Em 1989, foram criadas as duas primeiras escolas do Ensino Profissional de Música (SPrM) do país, a EPrM do Vale do Ave e a EPrM de Espinho. No ano seguinte (1990), surge a Escola Profissional de Arte de Mirandela (ESPROARTE) e em 1992, a Escola Profissional e Artística do Alto Minho, em Viana do Castelo (ARTEAM) juntamente com a Escola Profissional de Artes da Beira Interior, na Covilhã (EPABI). Cinco anos após a homologação do ensino profissional de música, já se contava com 10 escolas profissionais de música dispersas por todo o país (Vasconcelos, 1995). As instituições de ensino musical, provenientes da rede de ensino privado e cooperativo, receberam o apoio financeiro do Estado Português e da Comunidade Europeia para manterem a sua sobrevivência.

As realizações e os resultados apresentados por estas escolas profissionais de música revelaram rapidamente que algo novo e diferente estava a acontecer, o que poderia mudar o panorama elitista e deficiente da educação musical em Portugal.

Segundo a opinião do director do antigo Gabinete de Educação Tecnológica, Artística e Profissional, a novidade e diferença que estas escolas profissionais apresentam, quando comparadas com os conservatórios de música, reside no modelo organizacional, pedagógico e sociocultural proposto.

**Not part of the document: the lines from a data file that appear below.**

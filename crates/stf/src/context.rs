//! Per-call context.

use custody_primitives::Address;
use serde::{Deserialize, Serialize};

/// Who is calling and when.
///
/// The timestamp is supplied by the host and is only recorded, never used to
/// gate a transition.
#[derive(Copy, Clone, Debug, PartialEq, Eq, Serialize, Deserialize)]
pub struct CallContext {
    sender: Address,
    timestamp: u64,
}

impl CallContext {
    pub fn new(sender: Address, timestamp: u64) -> Self {
        Self { sender, timestamp }
    }

    pub fn sender(&self) -> &Address {
        &self.sender
    }

    pub fn timestamp(&self) -> u64 {
        self.timestamp
    }
}
//! Output tracking structures.

use custody_bridge_types::BridgeLog;

/// Collects the logs a call emits.
///
/// Logs are only meaningful if the call succeeds, the host discards the buffer
/// together with the write batch otherwise.
#[derive(Clone, Debug, Default)]
pub struct ExecOutput {
    logs: Vec<BridgeLog>,
}

impl ExecOutput {
    pub fn new_empty() -> Self {
        Self::default()
    }

    pub fn emit_log(&mut self, log: impl Into<BridgeLog>) {
        self.logs.push(log.into());
    }

    pub fn logs(&self) -> &[BridgeLog] {
        &self.logs
    }

    pub fn into_logs(self) -> Vec<BridgeLog> {
        self.logs
    }
}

Um modelo organizacional que proporcionou às escolas autonomia pedagógica, administrativa e financeira, e a liberdade de contratar os seus professores e instrutores (não permitido nos conservatórios de música). Um modelo pedagógico que combina uma sólida componente sociocultural com a formação científica, técnica e artística (os conservatórios musicais têm apenas a componente artística); que escolhe um sistema de aprendizagem modular e coletivo, capaz de sustentar a personalização e o sucesso do processo de aprendizagem (os conservatórios musicais enfatizam as unidades de ano escolar e a individualização da aprendizagem); e que favorece a convergência de vários tipos de conhecimentos, reduzindo a dispersão disciplinar e integrando a aprendizagem mais prática numa abordagem cultural e de reforço do significado. Um modelo sociocultural que adota o modelo de uma escola mais pequena (quando comparado com os conservatórios de música), em tamanho e número dos seus atores, com uma forte dimensão humana personalizada, geográfica e socialmente descentralizada e desenvolvida pela iniciativa das instituições sociais.

A assunção deste modelo organizacional, pedagógico e sociocultural determinou o nosso principal domínio científico: a sociologia das organizações (Knudsen & Tsoukas, 2005) com incursões complementares no campo da sociologia da educação e da cultura. Optámos por um modelo cultural (Bush, 2020), preocupado com os artefactos, valores básicos e pressupostos (Schein, 2010), para compreender uma realidade organizacional fortemente enraizada na subjetividade e intencionalidade dos atores envolvidos, no ambiente social em que opera e no poder político que o formalizou.